I knew I would do nothing more when I got there; I knew I could easily admit her by phone and see her in the morning. I arranged the admission and started to settle down, but I couldn’t imagine, even with family around, her calming down now. I could only see her wondering, where is my doctor? I began to think that only I would have the healing touch that she needed now. Not only did we have our history together, as with all the patients in a Family Practice — the minor and major meanderings of bodily ills and emotional scrapes through the years — but she knew how often she had been helped to come through smiling, and it was sheer faith that could calm her down now.

She had a Living Will in the chart. We had had the “death discussion” long before, when she thoroughly realized that the single mass maybe could be radiated, maybe could be excised, and she chose not to do it — she chose to have faith that it really wasn’t malignant (after all, the attempted biopsies were negative — though we had impressed upon her that they were so because they were admittedly inadequate). “I’m old, I’ve had a good life — it’s time to go. What am I staying for anyway?”

But now it was time to die: and it seemed more like time to stay. She knew that I remembered all of those conversations. I knew that whatever her blood gases, the agitation was part of that dilemma: wanting to go and wanting to stay. But more than anything, wanting to trust.

I threw on my clothes and went in. I couldn’t do otherwise, even though I fought with myself, knowing tomorrow’s patients in the office would be better off if I went to sleep now instead of going in. I said to myself, “Who do you think you are? You know very well you’re not indispensable — everything that can be done is being done. You know anyone else can do the job as well as you. Not only that, you know they could do it better, especially when it came to cure (after all it wouldn’t have been you who would have removed that mass, had she allowed it). What if you were out of town?”

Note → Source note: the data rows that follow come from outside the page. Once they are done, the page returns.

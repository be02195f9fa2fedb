use chrono::{DateTime, Utc};
use jsonwebtoken::{decode, encode, Algorithm, DecodingKey, EncodingKey, Header, Validation};
use uuid::Uuid;

use crate::types::error::AuthError;
use crate::types::token::Claims;

/// Signs and verifies identity tokens with a symmetric secret injected at
/// construction. Tokens are stateless; nothing here tracks or revokes
/// them, validity is signature plus expiry.
pub struct TokenIssuer {
    encoding: EncodingKey,
    decoding: DecodingKey,
}

impl TokenIssuer {
    pub fn new(secret: &str) -> Result<Self, AuthError> {
        if secret.is_empty() {
            return Err(AuthError::Configuration);
        }
        Ok(TokenIssuer {
            encoding: EncodingKey::from_secret(secret.as_bytes()),
            decoding: DecodingKey::from_secret(secret.as_bytes()),
        })
    }

    /// Issue a token for the given account id, expiring seven days from
    /// now. The id is taken on trust; callers obtain it from a loaded
    /// account record.
    pub fn issue(&self, account_id: Uuid) -> Result<String, AuthError> {
        self.issue_at(account_id, Utc::now())
    }

    pub fn issue_at(&self, account_id: Uuid, iat: DateTime<Utc>) -> Result<String, AuthError> {
        let claims = Claims::new(account_id, iat);
        encode(&Header::new(Algorithm::HS256), &claims, &self.encoding)
            .map_err(|e| AuthError::Internal(e.to_string()))
    }

    /// Verify signature and expiry, returning the claims.
    pub fn decode(&self, token: &str) -> Result<Claims, AuthError> {
        let data = decode::<Claims>(token, &self.decoding, &Validation::new(Algorithm::HS256))
            .map_err(|_| AuthError::InvalidToken)?;
        Ok(data.claims)
    }
}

But now it wasn’t cure — it was comfort, it was solace. Was I being delusional? Or, in the middle of that self-deprecation did I have to be honest and recognize that only I would be the best comfort she could have. Could I deny her that? Now was when she needed it — not tomorrow morning.

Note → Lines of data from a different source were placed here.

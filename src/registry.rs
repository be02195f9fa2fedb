use std::sync::OnceLock;

use regex::Regex;
use tracing::info;
use uuid::Uuid;
use validator::ValidateEmail;

use entity::user;

use crate::db::AccountStore;
use crate::types::error::AuthError;
use crate::types::user::{AccountUpdate, DbAccountCreate, NewAccount, PrivilegeLevel};
use crate::utils::password;

static USERNAME_RE: OnceLock<Regex> = OnceLock::new();

fn username_re() -> &'static Regex {
    USERNAME_RE.get_or_init(|| Regex::new(r"^[0-9a-zA-Z]*$").unwrap())
}

/// Owns the account invariants: required fields, username charset, email
/// canonicalization, password hashing. Persistence goes through the
/// injected [`AccountStore`].
pub struct AccountRegistry<S> {
    store: S,
}

impl<S: AccountStore> AccountRegistry<S> {
    pub fn new(store: S) -> Self {
        AccountRegistry { store }
    }

    pub fn store(&self) -> &S {
        &self.store
    }

    /// Create an ordinary account. The password is optional; accounts
    /// created without one cannot authenticate until a hash is set by an
    /// out-of-band flow.
    pub async fn create_account(&self, req: NewAccount) -> Result<user::Model, AuthError> {
        self.create_with_privileges(req, PrivilegeLevel::Standard)
            .await
    }

    /// Create an account that is born staff and superuser. Elevation is a
    /// single insert, so no reader can ever observe the record without its
    /// flags.
    pub async fn create_superuser(&self, req: NewAccount) -> Result<user::Model, AuthError> {
        if req.password.is_none() {
            return Err(AuthError::MissingField("password"));
        }
        self.create_with_privileges(req, PrivilegeLevel::Superuser)
            .await
    }

    async fn create_with_privileges(
        &self,
        req: NewAccount,
        level: PrivilegeLevel,
    ) -> Result<user::Model, AuthError> {
        let username = req.username.ok_or(AuthError::MissingField("username"))?;
        let email = req.email.ok_or(AuthError::MissingField("email"))?;
        let phone = req.phone.ok_or(AuthError::MissingField("phone"))?;

        if !username_re().is_match(&username) {
            return Err(AuthError::Validation(
                "username should only contain alphanumeric characters".into(),
            ));
        }

        let email = normalize_email(&email);
        if !email.validate_email() {
            return Err(AuthError::Validation("invalid email address".into()));
        }

        let password_hash = match req.password.as_deref() {
            Some(plain) => {
                Some(password::hash(plain).map_err(|e| AuthError::Internal(e.to_string()))?)
            }
            None => None,
        };

        let elevated = level == PrivilegeLevel::Superuser;
        let created = self
            .store
            .insert(DbAccountCreate {
                username,
                email,
                phone,
                password_hash,
                is_staff: elevated,
                is_superuser: elevated,
            })
            .await?;

        info!(username = %created.username, level = %level, "account created");
        Ok(created)
    }

    /// Look up by the login identifier and verify the password. Inactive
    /// accounts and accounts without a usable password are rejected the
    /// same way as a bad password, so there is no probe oracle.
    pub async fn authenticate(&self, email: &str, password: &str) -> Result<user::Model, AuthError> {
        let email = normalize_email(email);
        let user = self
            .store
            .find_by_email(&email)
            .await?
            .ok_or(AuthError::InvalidCredentials)?;
        if !user.is_active {
            return Err(AuthError::InvalidCredentials);
        }
        let hash = user
            .password_hash
            .as_deref()
            .ok_or(AuthError::InvalidCredentials)?;
        let ok = password::verify(password, hash).map_err(|e| AuthError::Internal(e.to_string()))?;
        if !ok {
            return Err(AuthError::InvalidCredentials);
        }
        Ok(user)
    }

    pub async fn confirm_email(&self, id: Uuid) -> Result<(), AuthError> {
        self.store
            .update(
                id,
                AccountUpdate {
                    is_confirmed_email: Some(true),
                    ..Default::default()
                },
            )
            .await
    }

    pub async fn find_account(&self, id: Uuid) -> Result<user::Model, AuthError> {
        self.store.find_by_id(id).await?.ok_or(AuthError::NotFound)
    }

    pub async fn find_by_email(&self, email: &str) -> Result<user::Model, AuthError> {
        self.store
            .find_by_email(&normalize_email(email))
            .await?
            .ok_or(AuthError::NotFound)
    }
}

/// Trim surrounding whitespace and lowercase the domain part. The local
/// part keeps its case (mailbox names are case-sensitive per RFC 5321).
pub fn normalize_email(email: &str) -> String {
    let trimmed = email.trim();
    match trimmed.rsplit_once('@') {
        Some((local, domain)) => format!("{}@{}", local, domain.to_lowercase()),
        None => trimmed.to_string(),
    }
}

#[cfg(test)]
mod tests {
    use super::*;

    #[test]
    fn normalize_lowercases_domain_only() {
        assert_eq!(normalize_email("Alice@EXAMPLE.Com"), "Alice@example.com");
    }

    #[test]
    fn normalize_trims_whitespace() {
        assert_eq!(normalize_email("  bob@example.com \n"), "bob@example.com");
    }

    #[test]
    fn normalize_splits_at_last_at_sign() {
        assert_eq!(normalize_email(r#""a@b"@HOST.example"#), r#""a@b"@host.example"#);
    }

    #[test]
    fn username_charset() {
        assert!(username_re().is_match("alice1"));
        assert!(username_re().is_match(""));
        assert!(!username_re().is_match("alice space"));
        assert!(!username_re().is_match("alice@1"));
        assert!(!username_re().is_match("alice-1"));
    }
}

So I went. As I walked in I could see her eyes. I had watched the respiratory rate from across the room, as I came in from the hallway of the Emergency Ward. I could see its striking change — her breathing eased. I took her hand: she smiled weakly. “Oh, I’m starting to feel better now, I think.” Her son and daughter-in-law, to whom I had been speaking all night, and who did not expect me to appear on the scene changed their expression, and visibly relaxed. “She’s breathing a lot easier, just now, ” they said.

The load, the responsibility, that I had been carrying all evening suddenly lifted, and I felt free.

As we looked at each other, my undying respect for the dying must have been revealed to her, as her silent message said, “I was waiting for my own doctor.”

When I returned home, my husband, half-asleep said, “How’s your patient?” I said, “I think she’s a little better.” That was only the translation.

Pepi Granat M.D. is a solo practitioner of Family Medicine in South Miami, FL, and Voluntary Clinical Professor of Family Medicine at the University of Miami Miller School of Medicine, who still admits and cares for her own patients in hospital when necessary.